Cramming a handful of glasses together, Faulkner mumbled to himself and started for the kitchen, found Julia blocking the way out when he tried to leave. Something was on her mind. She sipped quickly at her martini, then began to throw out probes about the school. He assumed she had rung there on some pretext and had found her suspicions reinforced when she referred in passing to himself.

‘Liaison is terrible,’ Faulkner told her. ‘Take two days off and no one remembers you work there.’ By a massive effort of concentration he had managed to avoid looking his wife in the face since she arrived. In fact, they had not exchanged a direct glance for over a week. Hopefully he wondered if this might be getting her down.

Supper was slow agony. The smells of the auto-cooked pot roast had permeated the house all afternoon. Unable to eat more than a few mouthfuls, he had nothing on which to focus his attention.
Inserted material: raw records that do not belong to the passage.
//! Actor components for one controller connection.
//!
//! # Components
//!
//! - `CorrelationTable`: Routes responses to pending requests via oneshot channels
//! - `Reader`: Background task that reads frames and routes responses and notifications
//! - `Writer`: Background task that drains the bounded outbound queue onto the socket
//! - `FailureNotifier`: Tells the supervisor a connection is unusable

mod correlation;
mod link_failure;
mod outbound_message;
mod reader;
mod writer;

pub(crate) use correlation::CorrelationTable;
pub use correlation::ResponseFuture;
pub(crate) use link_failure::{FailureNotifier, LinkFailure};
pub(crate) use outbound_message::OutboundMessage;
pub(crate) use reader::{FrameRouter, ReaderTaskHandle, spawn_reader_task};
pub(crate) use writer::{WriterTaskHandle, spawn_writer_task};
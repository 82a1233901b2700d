//! Reader task for the controller socket.
//!
//! This module provides the background task that reads frames from the
//! controller and routes them:
//! - Responses carrying a pending message id complete that request
//! - `NotifyList` frames fan out to topic listeners via the dispatcher
//! - Malformed frames and orphan responses are logged and skipped
//!
//! EOF and read errors end the task and are reported to the supervisor.

use std::io;
use std::sync::Arc;

use futures::{Stream, StreamExt};
use log::{debug, trace, warn};
use tokio::task::JoinHandle;
use tokio_util::sync::CancellationToken;

use super::{CorrelationTable, FailureNotifier};
use crate::protocol::{Frame, Response};
use crate::subscription::{Delivery, DeliveryQueue, SubscriptionRegistry};

/// Handle to a running reader task.
///
/// Dropping it cancels the task.
pub(crate) struct ReaderTaskHandle {
    join_handle: JoinHandle<()>,
    cancel_token: CancellationToken,
}

impl ReaderTaskHandle {
    pub(crate) fn cancel(&self) {
        self.cancel_token.cancel();
    }

    pub(crate) async fn shutdown(mut self) {
        self.cancel_token.cancel();
        // Reads are cancel-safe, so the next select observes the token
        let _ = (&mut self.join_handle).await;
    }
}

impl Drop for ReaderTaskHandle {
    fn drop(&mut self) {
        self.cancel_token.cancel();
        self.join_handle.abort();
    }
}

/// Where incoming frames go.
pub(crate) struct FrameRouter {
    table: Arc<CorrelationTable>,
    registry: Arc<SubscriptionRegistry>,
    deliveries: DeliveryQueue,
}

impl FrameRouter {
    pub(crate) fn new(
        table: Arc<CorrelationTable>,
        registry: Arc<SubscriptionRegistry>,
        deliveries: DeliveryQueue,
    ) -> Self {
        Self {
            table,
            registry,
            deliveries,
        }
    }

    fn handle_frame(&self, frame: Frame) {
        let response = match frame {
            Frame::Response(response) => response,
            Frame::Malformed { line, reason } => {
                warn!(
                    target: "subline::reader",
                    "Skipping malformed frame ({}): {}",
                    reason,
                    line
                );
                return;
            }
        };

        let notification = response.is_notification();
        if notification {
            self.notify(&response);
        }

        let Some(id) = response.message_id().cloned() else {
            if !notification {
                warn!(
                    target: "subline::reader",
                    "Dropping {} frame without message id",
                    response.command()
                );
            }
            return;
        };

        let command = response.command().to_string();
        if self.table.resolve(&id, response) {
            trace!(target: "subline::reader", "Routed {} response {}", command, id);
        } else if notification {
            trace!(target: "subline::reader", "Notification {} matched no request", id);
        } else {
            warn!(
                target: "subline::reader",
                "Orphan {} response for message id {}",
                command,
                id
            );
        }
    }

    fn notify(&self, response: &Response) {
        for record in response.objects() {
            let listeners = self.registry.listeners(record.topic());
            if listeners.is_empty() {
                debug!(
                    target: "subline::reader",
                    "No listeners for update on {}",
                    record.topic()
                );
                continue;
            }
            if !self.deliveries.dispatch(Delivery::new(record.clone(), listeners)) {
                debug!(
                    target: "subline::reader",
                    "Dispatcher stopped, dropping update on {}",
                    record.topic()
                );
            }
        }
    }
}

/// Spawn a reader task that routes frames from `reader`.
pub(crate) fn spawn_reader_task<R>(
    reader: R,
    router: FrameRouter,
    failure: FailureNotifier,
) -> ReaderTaskHandle
where
    R: Stream<Item = io::Result<Frame>> + Unpin + Send + 'static,
{
    let cancel_token = CancellationToken::new();
    let join_handle = tokio::spawn(reader_loop(reader, router, failure, cancel_token.clone()));

    ReaderTaskHandle {
        join_handle,
        cancel_token,
    }
}

async fn reader_loop<R>(
    mut reader: R,
    router: FrameRouter,
    failure: FailureNotifier,
    cancel_token: CancellationToken,
) where
    R: Stream<Item = io::Result<Frame>> + Unpin,
{
    loop {
        tokio::select! {
            _ = cancel_token.cancelled() => {
                debug!(
                    target: "subline::reader",
                    "Reader task cancelled, shutting down"
                );
                break;
            }

            next = reader.next() => match next {
                Some(Ok(frame)) => router.handle_frame(frame),
                Some(Err(e)) => {
                    warn!(target: "subline::reader", "Read error: {}", e);
                    failure.notify(format!("read error: {}", e));
                    break;
                }
                None => {
                    debug!(target: "subline::reader", "Controller closed the connection");
                    failure.notify("connection closed by controller");
                    break;
                }
            }
        }
    }
}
Luckily Julia had a brisk appetite and he could stare at the top of her head as she ate, let his eyes wander around the room when she looked up.

After supper, thankfully, there was television. Dusk blanked out the other houses in the Village, and they sat in the darkness around the set, Julia grumbling at the programmes.

‘Why do we watch every night?’ she asked. ‘It’s a total time waster.’

Faulkner gestured airily. ‘It’s an interesting social document.’ Slumped down into the wing chair, hands apparently behind his neck, he could press his fingers into his ears, at will blot out the sounds of the programme. ‘Don’t pay any attention to what they’re saying,’ he told his wife. ‘It makes more sense.’ He watched the characters mouthing silently like demented fish. The close-ups in melodramas were particularly hilarious; the more intense the situation the broader was the farce.

Something kicked his knee sharply. He looked up to see his wife bending over him, eyebrows knotted together, mouth working furiously. Fingers still pressed to his ears, Faulkner examined her face with detachment, for a moment speculated whether to complete the process and switch-her off as he had switched off the rest of the world earlier that day. When he did he wouldn’t bother to set the alarm ‘Harry!’ he heard his wife bellow.

He sat up with a start, the row from the set backing up his wife’s voice.